## [What the exercise asks]
Every entry must come back exactly as it was written.

## [Supplied material]
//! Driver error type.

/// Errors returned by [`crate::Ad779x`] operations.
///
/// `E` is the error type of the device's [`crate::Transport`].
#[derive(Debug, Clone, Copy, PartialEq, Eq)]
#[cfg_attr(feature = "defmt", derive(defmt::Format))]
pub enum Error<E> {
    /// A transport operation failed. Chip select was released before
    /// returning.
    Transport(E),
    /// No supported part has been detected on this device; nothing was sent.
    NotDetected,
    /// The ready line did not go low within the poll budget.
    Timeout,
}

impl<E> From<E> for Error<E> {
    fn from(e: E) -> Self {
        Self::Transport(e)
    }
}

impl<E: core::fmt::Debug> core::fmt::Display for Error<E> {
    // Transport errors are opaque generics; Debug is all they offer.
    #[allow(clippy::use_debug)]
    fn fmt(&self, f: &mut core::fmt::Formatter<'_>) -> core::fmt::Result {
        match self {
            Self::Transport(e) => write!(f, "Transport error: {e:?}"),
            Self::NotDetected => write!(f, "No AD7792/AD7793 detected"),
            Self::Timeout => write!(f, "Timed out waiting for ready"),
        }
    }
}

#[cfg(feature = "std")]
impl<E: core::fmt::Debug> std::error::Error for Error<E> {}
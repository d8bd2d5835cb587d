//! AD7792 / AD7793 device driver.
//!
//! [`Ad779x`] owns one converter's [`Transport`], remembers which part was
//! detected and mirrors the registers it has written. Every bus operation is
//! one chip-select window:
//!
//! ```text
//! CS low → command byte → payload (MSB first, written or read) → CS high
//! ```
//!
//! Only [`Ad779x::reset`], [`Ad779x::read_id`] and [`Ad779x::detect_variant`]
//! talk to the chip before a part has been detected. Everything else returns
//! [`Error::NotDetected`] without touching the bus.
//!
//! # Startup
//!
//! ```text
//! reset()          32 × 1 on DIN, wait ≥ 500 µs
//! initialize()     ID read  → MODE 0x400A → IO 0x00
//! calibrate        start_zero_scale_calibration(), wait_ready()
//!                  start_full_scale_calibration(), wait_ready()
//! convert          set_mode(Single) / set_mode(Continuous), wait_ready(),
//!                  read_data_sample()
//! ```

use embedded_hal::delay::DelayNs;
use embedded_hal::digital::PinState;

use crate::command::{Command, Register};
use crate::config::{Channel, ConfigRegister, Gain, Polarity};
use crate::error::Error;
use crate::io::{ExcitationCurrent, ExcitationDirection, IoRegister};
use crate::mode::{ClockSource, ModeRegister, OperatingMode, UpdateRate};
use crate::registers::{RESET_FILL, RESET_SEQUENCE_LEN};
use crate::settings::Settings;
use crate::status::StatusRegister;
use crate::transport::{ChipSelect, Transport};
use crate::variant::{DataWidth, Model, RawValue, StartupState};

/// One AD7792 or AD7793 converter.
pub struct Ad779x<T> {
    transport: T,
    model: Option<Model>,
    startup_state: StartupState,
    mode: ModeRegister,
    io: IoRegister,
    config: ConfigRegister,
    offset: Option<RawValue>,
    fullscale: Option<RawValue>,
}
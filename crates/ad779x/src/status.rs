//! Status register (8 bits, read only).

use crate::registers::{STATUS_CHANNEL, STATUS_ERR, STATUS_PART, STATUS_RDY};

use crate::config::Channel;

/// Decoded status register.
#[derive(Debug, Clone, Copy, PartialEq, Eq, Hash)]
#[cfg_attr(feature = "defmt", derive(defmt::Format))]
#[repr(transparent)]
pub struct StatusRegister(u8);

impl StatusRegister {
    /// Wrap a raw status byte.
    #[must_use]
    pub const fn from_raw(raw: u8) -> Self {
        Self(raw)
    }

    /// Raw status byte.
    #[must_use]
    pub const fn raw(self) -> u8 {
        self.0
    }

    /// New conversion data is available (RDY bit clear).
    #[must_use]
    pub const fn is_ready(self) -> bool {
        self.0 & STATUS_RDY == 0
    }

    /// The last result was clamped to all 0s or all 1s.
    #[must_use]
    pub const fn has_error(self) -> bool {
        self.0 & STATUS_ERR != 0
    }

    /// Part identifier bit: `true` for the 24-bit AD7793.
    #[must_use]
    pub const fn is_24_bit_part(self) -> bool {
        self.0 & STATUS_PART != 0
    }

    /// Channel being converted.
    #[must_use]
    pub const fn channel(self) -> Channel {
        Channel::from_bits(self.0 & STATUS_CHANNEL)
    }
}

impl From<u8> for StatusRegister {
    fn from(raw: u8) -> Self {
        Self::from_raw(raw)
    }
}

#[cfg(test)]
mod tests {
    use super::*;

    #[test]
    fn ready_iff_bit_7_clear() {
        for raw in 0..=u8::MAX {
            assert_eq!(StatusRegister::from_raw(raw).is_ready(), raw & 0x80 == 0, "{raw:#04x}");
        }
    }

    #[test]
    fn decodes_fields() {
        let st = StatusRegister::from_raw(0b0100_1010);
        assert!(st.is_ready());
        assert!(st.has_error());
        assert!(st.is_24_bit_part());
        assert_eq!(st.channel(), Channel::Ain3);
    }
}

## [Your solution]
//! Driver error type.

/// Errors returned by [`crate::Ad779x`] operations.
///
/// `E` is the error type of the device's [`crate::Transport`].
#[derive(Debug, Clone, Copy, PartialEq, Eq)]
#[cfg_attr(feature = "defmt", derive(defmt::Format))]
pub enum Error<E> {
    /// A transport operation failed. Chip select was released before
    /// returning.
    Transport(E),
    /// No supported part has been detected on this device; nothing was sent.
    NotDetected,
    /// The ready line did not go low within the poll budget.
    Timeout,
}

impl<E> From<E> for Error<E> {
    fn from(e: E) -> Self {
        Self::Transport(e)
    }
}

impl<E: core::fmt::Debug> core::fmt::Display for Error<E> {
    // Transport errors are opaque generics; Debug is all they offer.
    #[allow(clippy::use_debug)]
    fn fmt(&self, f: &mut core::fmt::Formatter<'_>) -> core::fmt::Result {
        match self {
            Self::Transport(e) => write!(f, "Transport error: {e:?}"),
            Self::NotDetected => write!(f, "No AD7792/AD7793 detected"),
            Self::Timeout => write!(f, "Timed out waiting for ready"),
        }
    }
}

#[cfg(feature = "std")]
impl<E: core::fmt::Debug> std::error::Error for Error<E> {}
repository d8bd2d5835cb587d
//! AD7792 / AD7793 device driver.
//!
//! [`Ad779x`] owns one converter's [`Transport`], remembers which part was
//! detected and mirrors the registers it has written. Every bus operation is
//! one chip-select window:
//!
//! ```text
//! CS low → command byte → payload (MSB first, written or read) → CS high
//! ```
//!
//! Only [`Ad779x::reset`], [`Ad779x::read_id`] and [`Ad779x::detect_variant`]
//! talk to the chip before a part has been detected. Everything else returns
//! [`Error::NotDetected`] without touching the bus.
//!
//! # Startup
//!
//! ```text
//! reset()          32 × 1 on DIN, wait ≥ 500 µs
//! initialize()     ID read  → MODE 0x400A → IO 0x00
//! calibrate        start_zero_scale_calibration(), wait_ready()
//!                  start_full_scale_calibration(), wait_ready()
//! convert          set_mode(Single) / set_mode(Continuous), wait_ready(),
//!                  read_data_sample()
//! ```

use embedded_hal::delay::DelayNs;
use embedded_hal::digital::PinState;

use crate::command::{Command, Register};
use crate::config::{Channel, ConfigRegister, Gain, Polarity};
use crate::error::Error;
use crate::io::{ExcitationCurrent, ExcitationDirection, IoRegister};
use crate::mode::{ClockSource, ModeRegister, OperatingMode, UpdateRate};
use crate::registers::{RESET_FILL, RESET_SEQUENCE_LEN};
use crate::settings::Settings;
use crate::status::StatusRegister;
use crate::transport::{ChipSelect, Transport};
use crate::variant::{DataWidth, Model, RawValue, StartupState};

/// One AD7792 or AD7793 converter.
pub struct Ad779x<T> {
    transport: T,
    model: Option<Model>,
    startup_state: StartupState,
    mode: ModeRegister,
    io: IoRegister,
    config: ConfigRegister,
    offset: Option<RawValue>,
    fullscale: Option<RawValue>,
}
filename crates/ad779x/src/status.rs
//! Status register (8 bits, read only).

use crate::registers::{STATUS_CHANNEL, STATUS_ERR, STATUS_PART, STATUS_RDY};

use crate::config::Channel;

/// Decoded status register.
#[derive(Debug, Clone, Copy, PartialEq, Eq, Hash)]
#[cfg_attr(feature = "defmt", derive(defmt::Format))]
#[repr(transparent)]
pub struct StatusRegister(u8);

impl StatusRegister {
    /// Wrap a raw status byte.
    #[must_use]
    pub const fn from_raw(raw: u8) -> Self {
        Self(raw)
    }

    /// Raw status byte.
    #[must_use]
    pub const fn raw(self) -> u8 {
        self.0
    }

    /// New conversion data is available (RDY bit clear).
    #[must_use]
    pub const fn is_ready(self) -> bool {
        self.0 & STATUS_RDY == 0
    }

    /// The last result was clamped to all 0s or all 1s.
    #[must_use]
    pub const fn has_error(self) -> bool {
        self.0 & STATUS_ERR != 0
    }

    /// Part identifier bit: `true` for the 24-bit AD7793.
    #[must_use]
    pub const fn is_24_bit_part(self) -> bool {
        self.0 & STATUS_PART != 0
    }

    /// Channel being converted.
    #[must_use]
    pub const fn channel(self) -> Channel {
        Channel::from_bits(self.0 & STATUS_CHANNEL)
    }
}

impl From<u8> for StatusRegister {
    fn from(raw: u8) -> Self {
        Self::from_raw(raw)
    }
}

#[cfg(test)]
mod tests {
    use super::*;

    #[test]
    fn ready_iff_bit_7_clear() {
        for raw in 0..=u8::MAX {
            assert_eq!(StatusRegister::from_raw(raw).is_ready(), raw & 0x80 == 0, "{raw:#04x}");
        }
    }

    #[test]
    fn decodes_fields() {
        let st = StatusRegister::from_raw(0b0100_1010);
        assert!(st.is_ready());
        assert!(st.has_error());
        assert!(st.is_24_bit_part());
        assert_eq!(st.channel(), Channel::Ain3);
    }
}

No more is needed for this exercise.